Assim, temos de considerar que o comportamento da recorrida foi repetido com o sentido previsto nos termos supra referidos.
Com efeito, a prática de três actos num intervalo inferior aos referidos 4 anos revela um conjunto ou uma pluralidade (mais do que uma) de actuações ou omissões dilatadas no tempo em violação da mesma disposição de direito comunitário a que alude o Acórdão do Tribunal de Justiça da União Europeia, proferido em 06.10.2015, no âmbito do supra referido Proc. C-52/14 (cfr. neste sentido o acórdão deste STA de 17.05.2018, acima indicado que aqui seguimos de perto).
Face ao exposto, tendo em consideração que estamos perante uma infracção repetida e que o programa não é plurianual vejamos se já havia decorrido o prazo prescricional.

Quanto ao início do prazo de contagem do prazo prescricional diz-se no Acórdão do Tribunal de Justiça (Quarta Secção), de 6 de outubro de 2015, Processo C59/14:
“(...) 23. Em conformidade com o artigo 3.º, n.º 1, primeiro parágrafo, do Regulamento n.º 2988/95, o prazo de prescrição do procedimento é de quatro anos a contar da data em que foi praticada a irregularidade. O artigo 1.º, n.º 2, desse regulamento define o conceito de «irregularidade» como qualquer violação de uma disposição de direito da União que resulte de um ato ou omissão de um agente económico que tenha ou possa ter por efeito lesar o orçamento geral da União ou orçamentos geridos por esta.
24. A prática de uma irregularidade, que faz correr o prazo de prescrição, pressupõe, por isso, o preenchimento de dois pressupostos, a saber, um ato ou omissão de um agente económico que constitua uma violação do direito da União, bem como uma lesão ou uma lesão potencial ao orçamento da União.
25. Em circunstâncias como as do processo principal, em que a violação do direito da União foi detetada após a concretização da lesão, o prazo de prescrição começa a correr a partir da prática da irregularidade, isto é, a partir do momento em que tenham ocorrido tanto o ato ou omissão de um agente económico que constitua uma violação do direito da União como a lesão ao orçamento da União ou aos orçamentos geridos por esta.

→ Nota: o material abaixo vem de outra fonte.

//! Error taxonomy for every compilation stage.
//!
//! Each stage has its own error type; [`QueryError`] wraps them all and is
//! what callers of [`Compiler::compile`](crate::Compiler::compile) see. All
//! errors are terminal for the construct being compiled: no partial results
//! are returned and nothing is retried.

use thiserror::Error;

use crate::ast::TokenKind;

/// Lexical errors.
#[derive(Debug, Clone, PartialEq, Error)]
pub enum LexError {
    #[error("unexpected character '{ch}' at offset {offset}")]
    UnexpectedChar { ch: char, offset: usize },

    #[error("unterminated string starting at offset {offset}")]
    UnterminatedString { offset: usize },

    #[error("malformed {kind} literal '{text}' at offset {offset}")]
    MalformedLiteral {
        kind: &'static str,
        text: String,
        offset: usize,
    },
}

impl LexError {
    pub fn offset(&self) -> usize {
        match self {
            LexError::UnexpectedChar { offset, .. }
            | LexError::UnterminatedString { offset }
            | LexError::MalformedLiteral { offset, .. } => *offset,
        }
    }
}

/// Syntax errors. There is no error recovery: the first mismatch fails.
#[derive(Debug, Clone, PartialEq, Error)]
pub enum ParseError {
    #[error(transparent)]
    Lex(#[from] LexError),

    #[error("expected {expected}, found {found} at offset {offset}")]
    UnexpectedToken {
        expected: String,
        found: TokenKind,
        offset: usize,
    },

    #[error("unexpected end of input at offset {offset}: expected {expected}")]
    UnexpectedEof { expected: String, offset: usize },
}

impl ParseError {
    pub fn offset(&self) -> usize {
        match self {
            ParseError::Lex(e) => e.offset(),
            ParseError::UnexpectedToken { offset, .. } | ParseError::UnexpectedEof { offset, .. } => {
                *offset
            }
        }
    }
}

/// Semantic errors raised while binding a syntax tree to the data model.
#[derive(Debug, Clone, PartialEq, Error)]
pub enum SemanticError {
    #[error("unknown property '{name}'{}", at(.offset))]
    UnknownProperty { name: String, offset: Option<usize> },

    #[error("unknown entity '{0}'")]
    UnknownEntity(String),

    #[error("function '{function}' expects {expected} argument(s), got {found}{}", at(.offset))]
    WrongArity {
        function: String,
        expected: String,
        found: usize,
        offset: Option<usize>,
    },

    #[error("invalid argument for '{function}': {reason}{}", at(.offset))]
    WrongArgumentKind {
        function: String,
        reason: String,
        offset: Option<usize>,
    },

    #[error("malformed 'in' list: {reason}{}", at(.offset))]
    MalformedIn { reason: String, offset: Option<usize> },

    #[error("'in' list has {size} items, more than the allowed {max}")]
    InListTooLarge { size: usize, max: usize },

    #[error("literal {literal} is outside the 64-bit integer range of '{property}'")]
    NumericOverflow { property: String, literal: String },

    #[error("'{0}' is neither a primitive type nor a qualified entity type name")]
    InvalidTypeName(String),

    #[error("unsupported {0}")]
    Unsupported(String),

    #[error("expression is not a boolean predicate{}", at(.offset))]
    NotBoolean { offset: Option<usize> },
}

impl SemanticError {
    pub fn offset(&self) -> Option<usize> {
        match self {
            SemanticError::UnknownProperty { offset, .. }
            | SemanticError::WrongArity { offset, .. }
            | SemanticError::WrongArgumentKind { offset, .. }
            | SemanticError::MalformedIn { offset, .. }
            | SemanticError::NotBoolean { offset } => *offset,
            _ => None,
        }
    }
}

fn at(offset: &Option<usize>) -> String {
    offset.map(|o| format!(" at offset {}", o)).unwrap_or_default()
}

/// Errors raised while translating a filter expression to SQL.
#[derive(Debug, Clone, PartialEq, Error)]
pub enum SqlError {
    #[error("{construct} is not supported by the {dialect} dialect")]
    UnsupportedByDialect {
        construct: String,
        dialect: &'static str,
    },

    #[error("cannot translate {0}")]
    Untranslatable(String),

    #[error("navigation '{0}' has no known target in the data model")]
    UnknownNavigation(String),

    #[error("computed alias '{0}' has no registered definition")]
    UnknownAlias(String),
}

/// Errors raised while validating and dispatching the option set.
#[derive(Debug, Clone, PartialEq, Error)]
pub enum OptionError {
    #[error("unknown query option '{0}'")]
    UnknownOption(String),

    #[error("query option '{0}' is specified more than once")]
    DuplicateOption(String),

    #[error("query options '{0}' and '{1}' are mutually exclusive")]
    MutuallyExclusive(String, String),

    #[error("invalid value '{value}' for '{option}': {reason}")]
    InvalidValue {
        option: String,
        value: String,
        reason: String,
    },

    #[error("malformed {option} entry '{entry}': {reason}")]
    MalformedEntry {
        option: &'static str,
        entry: String,
        reason: String,
    },

    #[error("alias '{0}' is defined more than once or shadows a property")]
    DuplicateAlias(String),

    #[error("alias '{0}' is used before the entry that defines it")]
    AliasNotYetDefined(String),

    #[error("aggregate alias '{0}' cannot be used to filter rows")]
    AggregateInRowFilter(String),

    #[error("$expand nesting exceeds the maximum depth of {0}")]
    ExpandTooDeep(usize),
}

/// Any error produced while compiling a query.
///
/// Every variant is a client error: the request is malformed or refers to
/// something the data model does not define.
#[derive(Debug, Clone, PartialEq, Error)]
pub enum QueryError {
    #[error("lexical error: {0}")]
    Lex(#[from] LexError),

    #[error("syntax error: {0}")]
    Parse(#[from] ParseError),

    #[error("semantic error: {0}")]
    Semantic(#[from] SemanticError),

    #[error("translation error: {0}")]
    Sql(#[from] SqlError),

    #[error("query option error: {0}")]
    Option(#[from] OptionError),

    #[error("in {option}: {source}")]
    InOption {
        option: String,
        #[source]
        source: Box<QueryError>,
    },
}

impl QueryError {
    /// Attach the name of the option whose value failed.
    pub fn in_option(self, option: &str) -> Self {
        match self {
            // Option-level errors already name their option.
            QueryError::Option(_) | QueryError::InOption { .. } => self,
            other => QueryError::InOption {
                option: option.to_string(),
                source: Box::new(other),
            },
        }
    }

    /// Source offset of the failing construct, where one is known.
    pub fn offset(&self) -> Option<usize> {
        match self {
            QueryError::Lex(e) => Some(e.offset()),
            QueryError::Parse(e) => Some(e.offset()),
            QueryError::Semantic(e) => e.offset(),
            QueryError::Sql(_) | QueryError::Option(_) => None,
            QueryError::InOption { source, .. } => source.offset(),
        }
    }
}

26. Essa conclusão estão em conformidade com o objetivo do Regulamento n.º 2988/95, que, de acordo com o seu artigo 1.º, n.º 1, visa a proteção dos interesses financeiros da União. Com efeito, o dies a quo situa-se na data do facto ocorrido em último lugar, ou seja, quer na data da concretização da lesão, quando esta ocorra após o ato ou omissão que constitua uma violação do direito da União, quer na data desse ato ou omissão, quando a vantagem em causa tenha sido concedida antes do referido ato ou omissão. A prossecução do objetivo de proteção dos interesses financeiros da União estão, por conseguinte, facilitada.
27. Além disso, essa conclusão não é posta em causa pelo argumento do Governo grego, segundo o qual o dies a quo situar-se-ia no dia da descoberta da irregularidade pelas autoridades competentes. Com efeito, esse argumento colide com a jurisprudência do Tribunal de Justiça, segundo a qual a data em que as autoridades nacionais tomaram conhecimento de uma irregularidade é irrelevante para o início do prazo de prescrição (acórdão Pfeifer & Langen, C-52/14, EU:C:2015:381, n.º 67).

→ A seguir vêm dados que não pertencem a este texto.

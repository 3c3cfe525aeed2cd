//! Query-option orchestration.
//!
//! [`OptionsParser::parse`] takes a whole query string, validates the option
//! set and dispatches each value to the right sub-compiler:
//!
//! 1. split on `&`, reject unknown or repeated system options
//! 2. reject mutually exclusive combinations
//! 3. parse `$apply` and `$compute` and collect every alias they introduce
//! 4. resolve those definitions, then `$filter`, `$orderby`, `$select` and
//!    `$expand` with all aliases visible
//! 5. validate paging, `$count` and the remaining scalar options
//!
//! The input is expected to be percent-decoded already.

use indexmap::IndexMap;
use tracing::{debug, instrument, trace};

use crate::{
    alias::{AliasSet, CompileContext},
    ast::SortDirection,
    config::CompilerConfig,
    converter::{Converter, ExpressionResolver},
    error::{OptionError, QueryError, SemanticError},
    filter::{FilterExpression, ScalarExpr},
    model::{EntityModel, MetadataProvider},
    pool::Pools,
    transform::{self, ApplyTransformation, ComputeItem},
};

/// System options, by lower-cased name.
pub const SYSTEM_OPTIONS: [&str; 14] = [
    "$filter",
    "$select",
    "$expand",
    "$orderby",
    "$top",
    "$skip",
    "$skiptoken",
    "$deltatoken",
    "$count",
    "$search",
    "$apply",
    "$compute",
    "$index",
    "$schemaversion",
];

const EXCLUSIVE: [(&str, &str); 3] = [
    ("$skip", "$skiptoken"),
    ("$skip", "$deltatoken"),
    ("$skiptoken", "$deltatoken"),
];

#[derive(Debug, Clone, PartialEq)]
pub struct OrderByItem {
    pub expr: ScalarExpr,
    pub direction: SortDirection,
}

#[derive(Debug, Clone, PartialEq)]
pub enum SelectItem {
    /// `*`
    All,
    Property(String),
    /// A `$compute` or `$apply` alias
    Computed(String),
    /// A bare navigation property: selects the link, does not expand it
    NavigationLink(String),
}

/// One expanded navigation with its nested options.
#[derive(Debug, Clone, Default, PartialEq)]
pub struct ExpandItem {
    pub navigation: String,
    pub select: Vec<SelectItem>,
    pub filter: Option<FilterExpression>,
    pub order_by: Vec<OrderByItem>,
    pub top: Option<u64>,
    pub skip: Option<u64>,
    pub count: bool,
    pub expand: Vec<ExpandItem>,
}

impl ExpandItem {
    pub fn new(navigation: &str) -> Self {
        ExpandItem {
            navigation: navigation.to_string(),
            ..Default::default()
        }
    }
}

/// Everything a query string asked for, validated and resolved.
#[derive(Debug, Clone, Default, PartialEq)]
pub struct QueryOptions {
    pub filter: Option<FilterExpression>,
    pub select: Vec<SelectItem>,
    pub expand: Vec<ExpandItem>,
    pub order_by: Vec<OrderByItem>,
    pub top: Option<u64>,
    pub skip: Option<u64>,
    pub skip_token: Option<String>,
    pub delta_token: Option<String>,
    pub count: bool,
    pub search: Option<String>,
    pub apply: Vec<ApplyTransformation>,
    pub compute: Vec<ComputeItem>,
    pub index: bool,
    pub schema_version: Option<String>,
    /// Non-system parameters, verbatim and in order
    pub custom: Vec<(String, String)>,
}

/// Split a query string into system options (by lower-cased name) and
/// custom parameters.
#[instrument(level = "trace", skip_all)]
pub fn split_query(
    query: &str,
) -> Result<(IndexMap<String, String>, Vec<(String, String)>), OptionError> {
    let query = query.trim().trim_start_matches('?');
    let mut system = IndexMap::new();
    let mut custom = Vec::new();

    for pair in split_unquoted(query, '&') {
        if pair.is_empty() {
            continue;
        }
        let (name, value) = pair.split_once('=').unwrap_or((pair, ""));

        if !name.starts_with('$') {
            custom.push((name.to_string(), value.to_string()));
            continue;
        }

        let lower = name.to_ascii_lowercase();
        if !SYSTEM_OPTIONS.contains(&lower.as_str()) {
            debug!(option = name, "rejected unknown query option");
            return Err(OptionError::UnknownOption(name.to_string()));
        }
        if system.contains_key(&lower) {
            debug!(option = name, "rejected repeated query option");
            return Err(OptionError::DuplicateOption(lower));
        }
        trace!(option = %lower, "accepted query option");
        system.insert(lower, value.to_string());
    }

    for (a, b) in EXCLUSIVE {
        if system.contains_key(a) && system.contains_key(b) {
            return Err(OptionError::MutuallyExclusive(a.to_string(), b.to_string()));
        }
    }

    Ok((system, custom))
}

/// Split on `separator` outside single-quoted literals.
fn split_unquoted(text: &str, separator: char) -> Vec<&str> {
    let mut parts = Vec::new();
    let mut in_string = false;
    let mut start = 0;

    for (i, c) in text.char_indices() {
        if c == '\'' {
            in_string = !in_string;
        } else if c == separator && !in_string {
            parts.push(&text[start..i]);
            start = i + c.len_utf8();
        }
    }
    parts.push(&text[start..]);
    parts
}

fn paging(option: &str, value: &str, max: Option<u64>) -> Result<u64, OptionError> {
    let invalid = |reason: String| OptionError::InvalidValue {
        option: option.to_string(),
        value: value.to_string(),
        reason,
    };

    let n = value
        .trim()
        .parse::<u64>()
        .map_err(|_| invalid("expected a non-negative integer".to_string()))?;

    match max {
        Some(max) if n > max => Err(invalid(format!("exceeds the maximum of {}", max))),
        _ => Ok(n),
    }
}

fn flag(option: &str, value: &str) -> Result<bool, OptionError> {
    match value.trim() {
        v if v.eq_ignore_ascii_case("true") => Ok(true),
        v if v.eq_ignore_ascii_case("false") => Ok(false),
        _ => Err(OptionError::InvalidValue {
            option: option.to_string(),
            value: value.to_string(),
            reason: "expected 'true' or 'false'".to_string(),
        }),
    }
}

fn non_empty(option: &str, value: &str) -> Result<String, OptionError> {
    if value.trim().is_empty() {
        return Err(OptionError::InvalidValue {
            option: option.to_string(),
            value: value.to_string(),
            reason: "must not be empty".to_string(),
        });
    }
    Ok(value.to_string())
}

/// Validates and resolves the option set for one entity.
pub struct OptionsParser<'a> {
    model: Option<&'a EntityModel>,
    catalog: Option<&'a dyn MetadataProvider>,
    config: &'a CompilerConfig,
    pools: &'a Pools,
}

28. Aliás, segundo a jurisprudência do Tribunal de Justiça, a Administração tem um dever geral de diligência na verificação da regularidade dos pagamentos que efetua e que estão a cargo do orçamento da União (acórdão Ze Fu Fleischhandel GmbH e Vion Trading, C-201/10 e C-202/10, EU:C:2011:282, n.º 44). Admitir que o dies a quo corresponde ao dia da descoberta da irregularidade em causa iria contra esse dever de diligência.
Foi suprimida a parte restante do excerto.